[YOUR TASK]: Since the data must remain as supplied, reproduce it word for word.

[EXCERPTED RECORDS]:
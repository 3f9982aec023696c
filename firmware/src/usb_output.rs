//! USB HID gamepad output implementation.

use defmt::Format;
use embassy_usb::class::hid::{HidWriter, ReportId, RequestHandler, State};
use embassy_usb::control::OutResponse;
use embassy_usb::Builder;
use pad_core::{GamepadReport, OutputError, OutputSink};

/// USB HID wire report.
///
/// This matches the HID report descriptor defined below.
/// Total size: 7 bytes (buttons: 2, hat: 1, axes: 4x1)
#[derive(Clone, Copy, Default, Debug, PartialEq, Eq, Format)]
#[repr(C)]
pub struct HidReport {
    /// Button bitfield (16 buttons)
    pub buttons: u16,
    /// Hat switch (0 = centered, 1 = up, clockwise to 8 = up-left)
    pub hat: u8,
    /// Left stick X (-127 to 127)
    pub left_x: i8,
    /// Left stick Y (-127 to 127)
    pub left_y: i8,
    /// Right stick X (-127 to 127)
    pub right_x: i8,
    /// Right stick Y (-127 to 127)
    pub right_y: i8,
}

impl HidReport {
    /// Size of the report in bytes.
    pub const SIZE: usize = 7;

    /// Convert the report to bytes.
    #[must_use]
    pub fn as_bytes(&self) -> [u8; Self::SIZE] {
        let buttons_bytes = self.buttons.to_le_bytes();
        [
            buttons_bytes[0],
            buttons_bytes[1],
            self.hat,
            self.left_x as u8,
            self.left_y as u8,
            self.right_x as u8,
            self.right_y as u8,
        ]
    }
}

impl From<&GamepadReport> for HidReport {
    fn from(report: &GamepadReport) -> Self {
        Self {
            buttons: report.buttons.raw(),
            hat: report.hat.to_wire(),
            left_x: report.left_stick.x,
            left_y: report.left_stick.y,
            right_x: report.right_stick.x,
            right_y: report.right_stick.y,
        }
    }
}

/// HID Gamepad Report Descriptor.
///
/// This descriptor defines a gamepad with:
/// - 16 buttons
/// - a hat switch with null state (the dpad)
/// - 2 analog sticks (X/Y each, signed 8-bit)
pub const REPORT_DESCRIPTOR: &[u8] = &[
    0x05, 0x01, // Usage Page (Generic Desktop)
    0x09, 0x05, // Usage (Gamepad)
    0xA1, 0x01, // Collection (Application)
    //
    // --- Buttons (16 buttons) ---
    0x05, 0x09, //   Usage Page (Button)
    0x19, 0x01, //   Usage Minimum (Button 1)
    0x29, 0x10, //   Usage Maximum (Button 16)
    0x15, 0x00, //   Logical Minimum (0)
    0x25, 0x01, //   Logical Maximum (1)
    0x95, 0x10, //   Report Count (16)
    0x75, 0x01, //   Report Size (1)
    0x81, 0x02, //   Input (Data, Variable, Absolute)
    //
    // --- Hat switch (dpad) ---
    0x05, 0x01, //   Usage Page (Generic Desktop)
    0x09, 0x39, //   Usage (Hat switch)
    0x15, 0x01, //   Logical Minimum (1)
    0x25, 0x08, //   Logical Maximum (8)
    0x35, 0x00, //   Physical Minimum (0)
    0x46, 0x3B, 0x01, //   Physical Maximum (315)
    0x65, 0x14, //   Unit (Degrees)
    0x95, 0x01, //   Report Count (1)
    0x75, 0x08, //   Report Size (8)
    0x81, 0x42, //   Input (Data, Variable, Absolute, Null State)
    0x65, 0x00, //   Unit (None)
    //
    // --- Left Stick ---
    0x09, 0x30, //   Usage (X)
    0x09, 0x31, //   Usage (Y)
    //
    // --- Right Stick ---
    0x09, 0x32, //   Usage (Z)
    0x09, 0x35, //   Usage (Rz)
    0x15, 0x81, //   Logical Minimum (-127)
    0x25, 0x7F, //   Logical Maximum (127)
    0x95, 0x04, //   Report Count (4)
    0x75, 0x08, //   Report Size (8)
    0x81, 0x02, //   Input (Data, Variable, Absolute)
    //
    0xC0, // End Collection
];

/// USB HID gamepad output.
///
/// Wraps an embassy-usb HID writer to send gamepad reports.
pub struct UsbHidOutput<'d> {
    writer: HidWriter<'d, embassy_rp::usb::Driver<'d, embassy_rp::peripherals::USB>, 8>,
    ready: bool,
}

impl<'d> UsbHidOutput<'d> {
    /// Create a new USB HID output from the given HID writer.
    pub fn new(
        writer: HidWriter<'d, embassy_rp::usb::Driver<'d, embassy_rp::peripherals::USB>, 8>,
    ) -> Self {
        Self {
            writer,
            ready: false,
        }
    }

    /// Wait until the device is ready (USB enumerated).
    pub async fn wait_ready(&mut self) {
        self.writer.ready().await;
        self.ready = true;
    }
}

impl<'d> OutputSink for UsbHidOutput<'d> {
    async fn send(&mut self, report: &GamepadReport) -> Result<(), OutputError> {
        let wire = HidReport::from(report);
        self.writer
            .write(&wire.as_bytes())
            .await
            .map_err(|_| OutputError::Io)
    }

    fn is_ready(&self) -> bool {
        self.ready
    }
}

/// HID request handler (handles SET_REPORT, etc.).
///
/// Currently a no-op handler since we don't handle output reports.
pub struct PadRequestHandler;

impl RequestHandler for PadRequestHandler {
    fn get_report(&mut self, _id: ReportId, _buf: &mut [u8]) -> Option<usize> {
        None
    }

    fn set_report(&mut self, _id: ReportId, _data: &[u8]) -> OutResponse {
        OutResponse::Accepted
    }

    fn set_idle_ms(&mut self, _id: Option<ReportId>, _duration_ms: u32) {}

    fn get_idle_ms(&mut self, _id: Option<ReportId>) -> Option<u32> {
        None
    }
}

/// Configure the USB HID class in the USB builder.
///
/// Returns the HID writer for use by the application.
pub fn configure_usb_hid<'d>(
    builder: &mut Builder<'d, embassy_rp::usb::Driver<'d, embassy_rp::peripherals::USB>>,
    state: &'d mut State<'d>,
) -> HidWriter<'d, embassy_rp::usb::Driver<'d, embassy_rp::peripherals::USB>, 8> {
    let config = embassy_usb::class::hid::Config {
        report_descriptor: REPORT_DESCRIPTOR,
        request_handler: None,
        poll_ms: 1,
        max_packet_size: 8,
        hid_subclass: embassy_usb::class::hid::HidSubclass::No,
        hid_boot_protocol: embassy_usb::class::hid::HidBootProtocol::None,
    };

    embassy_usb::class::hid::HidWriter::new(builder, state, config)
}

[RESPONSE TO THE EXERCISE]:
repository 3f9982aec023696c
filename firmware/src/usb_output.rs
//! USB HID gamepad output implementation.

use defmt::Format;
use embassy_usb::class::hid::{HidWriter, ReportId, RequestHandler, State};
use embassy_usb::control::OutResponse;
use embassy_usb::Builder;
use pad_core::{GamepadReport, OutputError, OutputSink};

/// USB HID wire report.
///
/// This matches the HID report descriptor defined below.
/// Total size: 7 bytes (buttons: 2, hat: 1, axes: 4x1)
#[derive(Clone, Copy, Default, Debug, PartialEq, Eq, Format)]
#[repr(C)]
pub struct HidReport {
    /// Button bitfield (16 buttons)
    pub buttons: u16,
    /// Hat switch (0 = centered, 1 = up, clockwise to 8 = up-left)
    pub hat: u8,
    /// Left stick X (-127 to 127)
    pub left_x: i8,
    /// Left stick Y (-127 to 127)
    pub left_y: i8,
    /// Right stick X (-127 to 127)
    pub right_x: i8,
    /// Right stick Y (-127 to 127)
    pub right_y: i8,
}

impl HidReport {
    /// Size of the report in bytes.
    pub const SIZE: usize = 7;

    /// Convert the report to bytes.
    #[must_use]
    pub fn as_bytes(&self) -> [u8; Self::SIZE] {
        let buttons_bytes = self.buttons.to_le_bytes();
        [
            buttons_bytes[0],
            buttons_bytes[1],
            self.hat,
            self.left_x as u8,
            self.left_y as u8,
            self.right_x as u8,
            self.right_y as u8,
        ]
    }
}

impl From<&GamepadReport> for HidReport {
    fn from(report: &GamepadReport) -> Self {
        Self {
            buttons: report.buttons.raw(),
            hat: report.hat.to_wire(),
            left_x: report.left_stick.x,
            left_y: report.left_stick.y,
            right_x: report.right_stick.x,
            right_y: report.right_stick.y,
        }
    }
}

/// HID Gamepad Report Descriptor.
///
/// This descriptor defines a gamepad with:
/// - 16 buttons
/// - a hat switch with null state (the dpad)
/// - 2 analog sticks (X/Y each, signed 8-bit)
pub const REPORT_DESCRIPTOR: &[u8] = &[
    0x05, 0x01, // Usage Page (Generic Desktop)
    0x09, 0x05, // Usage (Gamepad)
    0xA1, 0x01, // Collection (Application)
    //
    // --- Buttons (16 buttons) ---
    0x05, 0x09, //   Usage Page (Button)
    0x19, 0x01, //   Usage Minimum (Button 1)
    0x29, 0x10, //   Usage Maximum (Button 16)
    0x15, 0x00, //   Logical Minimum (0)
    0x25, 0x01, //   Logical Maximum (1)
    0x95, 0x10, //   Report Count (16)
    0x75, 0x01, //   Report Size (1)
    0x81, 0x02, //   Input (Data, Variable, Absolute)
    //
    // --- Hat switch (dpad) ---
    0x05, 0x01, //   Usage Page (Generic Desktop)
    0x09, 0x39, //   Usage (Hat switch)
    0x15, 0x01, //   Logical Minimum (1)
    0x25, 0x08, //   Logical Maximum (8)
    0x35, 0x00, //   Physical Minimum (0)
    0x46, 0x3B, 0x01, //   Physical Maximum (315)
    0x65, 0x14, //   Unit (Degrees)
    0x95, 0x01, //   Report Count (1)
    0x75, 0x08, //   Report Size (8)
    0x81, 0x42, //   Input (Data, Variable, Absolute, Null State)
    0x65, 0x00, //   Unit (None)
    //
    // --- Left Stick ---
    0x09, 0x30, //   Usage (X)
    0x09, 0x31, //   Usage (Y)
    //
    // --- Right Stick ---
    0x09, 0x32, //   Usage (Z)
    0x09, 0x35, //   Usage (Rz)
    0x15, 0x81, //   Logical Minimum (-127)
    0x25, 0x7F, //   Logical Maximum (127)
    0x95, 0x04, //   Report Count (4)
    0x75, 0x08, //   Report Size (8)
    0x81, 0x02, //   Input (Data, Variable, Absolute)
    //
    0xC0, // End Collection
];

/// USB HID gamepad output.
///
/// Wraps an embassy-usb HID writer to send gamepad reports.
pub struct UsbHidOutput<'d> {
    writer: HidWriter<'d, embassy_rp::usb::Driver<'d, embassy_rp::peripherals::USB>, 8>,
    ready: bool,
}

impl<'d> UsbHidOutput<'d> {
    /// Create a new USB HID output from the given HID writer.
    pub fn new(
        writer: HidWriter<'d, embassy_rp::usb::Driver<'d, embassy_rp::peripherals::USB>, 8>,
    ) -> Self {
        Self {
            writer,
            ready: false,
        }
    }

    /// Wait until the device is ready (USB enumerated).
    pub async fn wait_ready(&mut self) {
        self.writer.ready().await;
        self.ready = true;
    }
}

impl<'d> OutputSink for UsbHidOutput<'d> {
    async fn send(&mut self, report: &GamepadReport) -> Result<(), OutputError> {
        let wire = HidReport::from(report);
        self.writer
            .write(&wire.as_bytes())
            .await
            .map_err(|_| OutputError::Io)
    }

    fn is_ready(&self) -> bool {
        self.ready
    }
}

/// HID request handler (handles SET_REPORT, etc.).
///
/// Currently a no-op handler since we don't handle output reports.
pub struct PadRequestHandler;

impl RequestHandler for PadRequestHandler {
    fn get_report(&mut self, _id: ReportId, _buf: &mut [u8]) -> Option<usize> {
        None
    }

    fn set_report(&mut self, _id: ReportId, _data: &[u8]) -> OutResponse {
        OutResponse::Accepted
    }

    fn set_idle_ms(&mut self, _id: Option<ReportId>, _duration_ms: u32) {}

    fn get_idle_ms(&mut self, _id: Option<ReportId>) -> Option<u32> {
        None
    }
}

/// Configure the USB HID class in the USB builder.
///
/// Returns the HID writer for use by the application.
pub fn configure_usb_hid<'d>(
    builder: &mut Builder<'d, embassy_rp::usb::Driver<'d, embassy_rp::peripherals::USB>>,
    state: &'d mut State<'d>,
) -> HidWriter<'d, embassy_rp::usb::Driver<'d, embassy_rp::peripherals::USB>, 8> {
    let config = embassy_usb::class::hid::Config {
        report_descriptor: REPORT_DESCRIPTOR,
        request_handler: None,
        poll_ms: 1,
        max_packet_size: 8,
        hid_subclass: embassy_usb::class::hid::HidSubclass::No,
        hid_boot_protocol: embassy_usb::class::hid::HidBootProtocol::None,
    };

    embassy_usb::class::hid::HidWriter::new(builder, state, config)
}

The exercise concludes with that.